In her proposal, Alhumedhi referenced roughly 550 million Muslim women who wear the hijab and expressed a need for greater representation by writing, "With this enormous number of people, not a single space on the keyboard is reserved for them." The proposal also emphasized the importance of the hijab as "an integral aspect of women's lives" and the popularity of headscarves that extends beyond the Muslim community. Her proposal garnered much media attention including articles by The New York Times, The Washington Post, BBC, and The Guardian.

The proposal was approved by the Unicode Consortium in November, 2016 and the emoji was unveiled by Apple on World Emoji Day in 2017 along with several other emojis that included a woman breastfeeding and a meditating man. The emoji launched into keyboards in 2017 as "1F9D5 Person With Headscarf" with Messer's design.
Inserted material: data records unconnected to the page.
//! Standalone relay server, configured from `ROOMCAST_*` environment
//! variables.

use roomcast::prelude::*;
use tracing::{error, info};
use tracing_subscriber::{layer::SubscriberExt, util::SubscriberInitExt};

#[tokio::main]
async fn main() -> Result<(), Box<dyn std::error::Error>> {
    tracing_subscriber::registry()
        .with(
            tracing_subscriber::EnvFilter::try_from_default_env()
                .unwrap_or_else(|_| "roomcast=info,relay_server=info".into()),
        )
        .with(tracing_subscriber::fmt::layer())
        .init();

    let config = ServerConfig::from_env().map_err(|e| {
        error!("Failed to load configuration: {}", e);
        e
    })?;

    info!(
        bind_addr = %config.bind_addr,
        ws_path = config.ws_path.as_deref().unwrap_or("*"),
        outbox_capacity = config.outbox_capacity,
        handshake_timeout = ?config.handshake_timeout,
        "Configuration loaded"
    );

    let server = RoomcastServerBuilder::with_config(config).build().await?;
    server
        .run_until(async {
            if let Err(e) = tokio::signal::ctrl_c().await {
                error!("Failed to listen for shutdown signal: {}", e);
            }
        })
        .await?;

    info!("Relay server stopped");
    Ok(())
}
//! Room and player records.

use roomcast_transport::ConnectionId;

/// A member of a room: the id the client chose, and the connection it
/// speaks through.
#[derive(Debug, Clone, PartialEq, Eq)]
pub struct Player {
    pub id: String,
    pub connection: ConnectionId,
}

/// A named group of players.
///
/// Invariants, maintained by [`RoomManager`](crate::RoomManager):
/// - `players` is never empty while the room is in the directory.
/// - `master_id` is the id of some player in `players`.
/// - player ids are unique within the room.
#[derive(Debug, Clone, PartialEq, Eq)]
pub struct Room {
    name: String,
    master_id: String,
    players: Vec<Player>,
}

impl Room {
    /// Creates a room whose only player is also its master.
    pub(crate) fn new(name: String, founder: Player) -> Self {
        Self {
            name,
            master_id: founder.id.clone(),
            players: vec![founder],
        }
    }

    pub fn name(&self) -> &str {
        &self.name
    }

    pub fn master_id(&self) -> &str {
        &self.master_id
    }

    /// Players in join order.
    pub fn players(&self) -> &[Player] {
        &self.players
    }

    pub fn player_count(&self) -> usize {
        self.players.len()
    }

    /// Connections in join order.
    pub fn connections(&self) -> impl Iterator<Item = ConnectionId> + '_ {
        self.players.iter().map(|p| p.connection)
    }

    pub fn has_player(&self, player_id: &str) -> bool {
        self.players.iter().any(|p| p.id == player_id)
    }

    pub(crate) fn position_of(&self, connection: ConnectionId) -> Option<usize> {
        self.players.iter().position(|p| p.connection == connection)
    }

    pub(crate) fn push(&mut self, player: Player) {
        self.players.push(player);
    }

    /// Removes the player at `index` and, if they were master, hands the
    /// role to the first remaining player.
    ///
    /// Returns the removed player and the new master id when one was
    /// elected.
    pub(crate) fn remove_at(&mut self, index: usize) -> (Player, Option<String>) {
        let player = self.players.remove(index);
        let mut new_master = None;
        if player.id == self.master_id {
            if let Some(successor) = self.players.first() {
                self.master_id = successor.id.clone();
                new_master = Some(successor.id.clone());
            }
        }
        (player, new_master)
    }

    pub(crate) fn info(&self) -> RoomInfo {
        RoomInfo {
            name: self.name.clone(),
            master: self.master_id.clone(),
            player_count: self.players.len(),
        }
    }
}

/// A snapshot of a room, returned to callers after create/join.
#[derive(Debug, Clone, PartialEq, Eq)]
pub struct RoomInfo {
    pub name: String,
    pub master: String,
    pub player_count: usize,
}

/// What happened when a connection left its room.
#[derive(Debug, Clone, PartialEq, Eq)]
pub struct Departure {
    /// The room the player left.
    pub room: String,
    /// The player that was removed.
    pub player: Player,
    /// Set when the leaver was master and a successor was elected.
    pub new_master: Option<String>,
    /// `true` when the room became empty and was removed.
    pub room_closed: bool,
}
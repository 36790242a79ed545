/// Errors that can occur in the transport layer.
#[derive(Debug, thiserror::Error)]
pub enum TransportError {
    /// Sending data failed.
    #[error("send failed: {0}")]
    SendFailed(#[source] std::io::Error),

    /// Receiving data failed.
    #[error("receive failed: {0}")]
    ReceiveFailed(#[source] std::io::Error),

    /// Binding the listener or accepting a TCP stream failed.
    #[error("accept failed: {0}")]
    AcceptFailed(#[source] std::io::Error),

    /// The peer connected but the WebSocket upgrade did not complete
    /// (wrong path, malformed request, handshake timeout).
    #[error("handshake failed: {0}")]
    HandshakeFailed(String),
}

impl TransportError {
    /// Returns `true` for errors caused by a single misbehaving peer.
    ///
    /// The accept loop keeps running after these; they are logged at a
    /// lower level than listener failures.
    pub fn is_peer_error(&self) -> bool {
        matches!(self, Self::HandshakeFailed(_))
    }
}
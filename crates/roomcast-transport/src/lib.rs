//! Network plumbing for roomcast.
//!
//! Rooms never hold sockets. A client is known to the coordinator only by
//! its [`ConnectionId`]; everything that touches the wire sits behind the
//! [`Transport`] (listening side), [`PendingConnection`] (handshake) and
//! [`Connection`] (per-client side) traits defined here.
//!
//! # Feature Flags
//!
//! - `websocket` (default): [`WebSocketTransport`] on `tokio-tungstenite`

#![allow(async_fn_in_trait)]

mod error;
#[cfg(feature = "websocket")]
mod websocket;

pub use error::TransportError;
#[cfg(feature = "websocket")]
pub use websocket::{PendingUpgrade, WebSocketConnection, WebSocketTransport};

use std::fmt;
use std::sync::atomic::{AtomicU64, Ordering};

static NEXT_CONNECTION_ID: AtomicU64 = AtomicU64::new(1);

/// Identity of one client connection, unique for the life of the process.
///
/// Ordered so it can key sorted maps and give stable test output.
#[derive(Debug, Clone, Copy, PartialEq, Eq, Hash, PartialOrd, Ord)]
pub struct ConnectionId(u64);

impl ConnectionId {
    /// Wraps a raw id. Mostly useful in tests; transports call
    /// [`next`](Self::next).
    pub fn new(id: u64) -> Self {
        Self(id)
    }

    /// Allocates an id no other connection in this process has had.
    pub fn next() -> Self {
        Self(NEXT_CONNECTION_ID.fetch_add(1, Ordering::Relaxed))
    }

    pub fn into_inner(self) -> u64 {
        self.0
    }
}

impl fmt::Display for ConnectionId {
    fn fmt(&self, f: &mut fmt::Formatter<'_>) -> fmt::Result {
        write!(f, "conn-{}", self.0)
    }
}

/// The listening side: hands out one [`PendingConnection`] per client.
pub trait Transport: Send + Sync + 'static {
    type Pending: PendingConnection;
    type Error: std::error::Error + Send + Sync;

    /// Resolves as soon as a peer is accepted at the socket level.
    ///
    /// No protocol handshake happens here, so a peer that never finishes
    /// one cannot hold up the peers behind it.
    async fn accept(&mut self) -> Result<Self::Pending, Self::Error>;
}

/// A peer that has connected but not yet completed its handshake.
pub trait PendingConnection: Send + 'static {
    type Connection: Connection;
    type Error: std::error::Error + Send + Sync;

    /// Runs the handshake and yields the ready connection.
    async fn establish(self) -> Result<Self::Connection, Self::Error>;
}

/// One client, as a duplex stream of whole messages.
///
/// `send` and `recv` must be callable at the same time from different
/// tasks: the server parks a reader in `recv` while an outbox writer
/// calls `send`.
pub trait Connection: Send + Sync + 'static {
    type Error: std::error::Error + Send + Sync;

    /// Writes one message.
    async fn send(&self, data: &[u8]) -> Result<(), Self::Error>;

    /// Reads the next message. `Ok(None)` means the peer closed cleanly.
    async fn recv(&self) -> Result<Option<Vec<u8>>, Self::Error>;

    async fn close(&self) -> Result<(), Self::Error>;

    fn id(&self) -> ConnectionId;
}
//! WebSocket transport implementation using `tokio-tungstenite`.

use std::net::SocketAddr;
use std::sync::Arc;
use std::time::Duration;

use futures_util::stream::{SplitSink, SplitStream};
use futures_util::{SinkExt, StreamExt};
use tokio::net::{TcpListener, TcpStream};
use tokio::sync::Mutex;
use tokio_tungstenite::tungstenite::Message;
use tokio_tungstenite::tungstenite::handshake::server::{
    ErrorResponse, Request, Response,
};
use tokio_tungstenite::tungstenite::http::StatusCode;

use crate::{
    Connection, ConnectionId, PendingConnection, Transport, TransportError,
};

/// How long a peer gets to finish the HTTP upgrade.
const DEFAULT_HANDSHAKE_TIMEOUT: Duration = Duration::from_secs(10);

type WsStream = tokio_tungstenite::WebSocketStream<TcpStream>;

/// A WebSocket-based [`Transport`] that listens for incoming connections.
pub struct WebSocketTransport {
    listener: TcpListener,
    path: Option<Arc<str>>,
    handshake_timeout: Duration,
}

impl WebSocketTransport {
    /// Binds a new WebSocket transport to the given address.
    ///
    /// The transport accepts upgrades on any path until
    /// [`with_path`](Self::with_path) restricts it.
    pub async fn bind(addr: &str) -> Result<Self, TransportError> {
        let listener = TcpListener::bind(addr)
            .await
            .map_err(TransportError::AcceptFailed)?;
        tracing::info!(addr, "WebSocket transport listening");
        Ok(Self {
            listener,
            path: None,
            handshake_timeout: DEFAULT_HANDSHAKE_TIMEOUT,
        })
    }

    /// Only accept upgrade requests for this exact path (e.g. `/ws`).
    /// Other paths are refused with `404 Not Found`.
    pub fn with_path(mut self, path: Option<String>) -> Self {
        self.path = path.map(Arc::from);
        self
    }

    /// Overrides how long an accepted peer gets to finish the upgrade
    /// before [`PendingUpgrade::establish`] gives up on it.
    pub fn with_handshake_timeout(mut self, timeout: Duration) -> Self {
        self.handshake_timeout = timeout;
        self
    }

    /// Returns the address the listener is bound to.
    pub fn local_addr(&self) -> std::io::Result<SocketAddr> {
        self.listener.local_addr()
    }
}

impl Transport for WebSocketTransport {
    type Pending = PendingUpgrade;
    type Error = TransportError;

    async fn accept(&mut self) -> Result<Self::Pending, Self::Error> {
        let (stream, peer) = self
            .listener
            .accept()
            .await
            .map_err(TransportError::AcceptFailed)?;
        tracing::trace!(%peer, "TCP connection accepted");

        Ok(PendingUpgrade {
            stream,
            peer,
            path: self.path.clone(),
            handshake_timeout: self.handshake_timeout,
        })
    }
}

/// A TCP peer that still has to complete the WebSocket upgrade.
///
/// Produced by [`WebSocketTransport::accept`]; run
/// [`establish`](PendingConnection::establish) on the connection's own
/// task so a slow handshake stalls nobody else.
pub struct PendingUpgrade {
    stream: TcpStream,
    peer: SocketAddr,
    path: Option<Arc<str>>,
    handshake_timeout: Duration,
}

impl PendingUpgrade {
    pub fn peer_addr(&self) -> SocketAddr {
        self.peer
    }
}

impl PendingConnection for PendingUpgrade {
    type Connection = WebSocketConnection;
    type Error = TransportError;

    async fn establish(self) -> Result<Self::Connection, Self::Error> {
        let Self {
            stream,
            peer,
            path,
            handshake_timeout,
        } = self;

        let check_path = move |req: &Request, resp: Response| match &path {
            Some(path) if req.uri().path() != &**path => {
                let mut refusal = ErrorResponse::new(Some("not found".into()));
                *refusal.status_mut() = StatusCode::NOT_FOUND;
                Err(refusal)
            }
            _ => Ok(resp),
        };

        let ws = match tokio::time::timeout(
            handshake_timeout,
            tokio_tungstenite::accept_hdr_async(stream, check_path),
        )
        .await
        {
            Ok(Ok(ws)) => ws,
            Ok(Err(e)) => return Err(TransportError::HandshakeFailed(e.to_string())),
            Err(_) => return Err(TransportError::HandshakeFailed("timed out".into())),
        };

        let id = ConnectionId::next();
        tracing::debug!(%id, %peer, "accepted WebSocket connection");

        let (sink, stream) = ws.split();
        Ok(WebSocketConnection {
            id,
            peer,
            sink: Mutex::new(sink),
            stream: Mutex::new(stream),
        })
    }
}

/// A single WebSocket connection.
///
/// The write and read halves are locked independently so an outbox
/// writer never waits on a reader parked in `recv`.
pub struct WebSocketConnection {
    id: ConnectionId,
    peer: SocketAddr,
    sink: Mutex<SplitSink<WsStream, Message>>,
    stream: Mutex<SplitStream<WsStream>>,
}

impl WebSocketConnection {
    /// Returns the remote address of the peer.
    pub fn peer_addr(&self) -> SocketAddr {
        self.peer
    }
}

fn broken_pipe(e: impl std::error::Error + Send + Sync + 'static) -> TransportError {
    TransportError::SendFailed(std::io::Error::new(
        std::io::ErrorKind::BrokenPipe,
        e,
    ))
}

impl Connection for WebSocketConnection {
    type Error = TransportError;

    /// JSON envelopes go out as text frames; anything that is not valid
    /// UTF-8 falls back to a binary frame.
    async fn send(&self, data: &[u8]) -> Result<(), Self::Error> {
        let msg = match std::str::from_utf8(data) {
            Ok(text) => Message::text(text.to_owned()),
            Err(_) => Message::binary(data.to_vec()),
        };
        self.sink.lock().await.send(msg).await.map_err(broken_pipe)
    }

    async fn recv(&self) -> Result<Option<Vec<u8>>, Self::Error> {
        let mut stream = self.stream.lock().await;
        loop {
            match stream.next().await {
                Some(Ok(Message::Binary(data))) => {
                    return Ok(Some(data.into()));
                }
                Some(Ok(Message::Text(text))) => {
                    return Ok(Some(text.as_bytes().to_vec()));
                }
                Some(Ok(Message::Close(_))) | None => return Ok(None),
                Some(Ok(_)) => continue, // skip ping/pong/frame
                Some(Err(e)) => {
                    return Err(TransportError::ReceiveFailed(
                        std::io::Error::new(
                            std::io::ErrorKind::ConnectionReset,
                            e,
                        ),
                    ));
                }
            }
        }
    }

    async fn close(&self) -> Result<(), Self::Error> {
        self.sink.lock().await.close().await.map_err(broken_pipe)
    }

    fn id(&self) -> ConnectionId {
        self.id
    }
}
Alhumedhi's story of creating the Person with Headscarf emoji is included in the 2019 documentary The Emoji Story by Ian Cheney.

== Usage ==

The approval of the Person with Headscarf emoji marked a development in diverse representation and religious iconography available from the Unicode Consortium. As roughly 5 billion emojis are sent through Facebook Messenger worldwide on a daily basis, emojis can serve as a powerful tool for digital representation globally. A factor that contributed to its approval was the potential for high frequency usage, as it is a compound emoji that could be combined with human heads and traditional religious apparel, specifically the hijab. Alhumedhi noted the importance of the emoji in creating representation for Muslim women when stating, "I wanted something to represent me… alongside the millions of women who wear the headscarf every day, and pride themselves on wearing the headscarf."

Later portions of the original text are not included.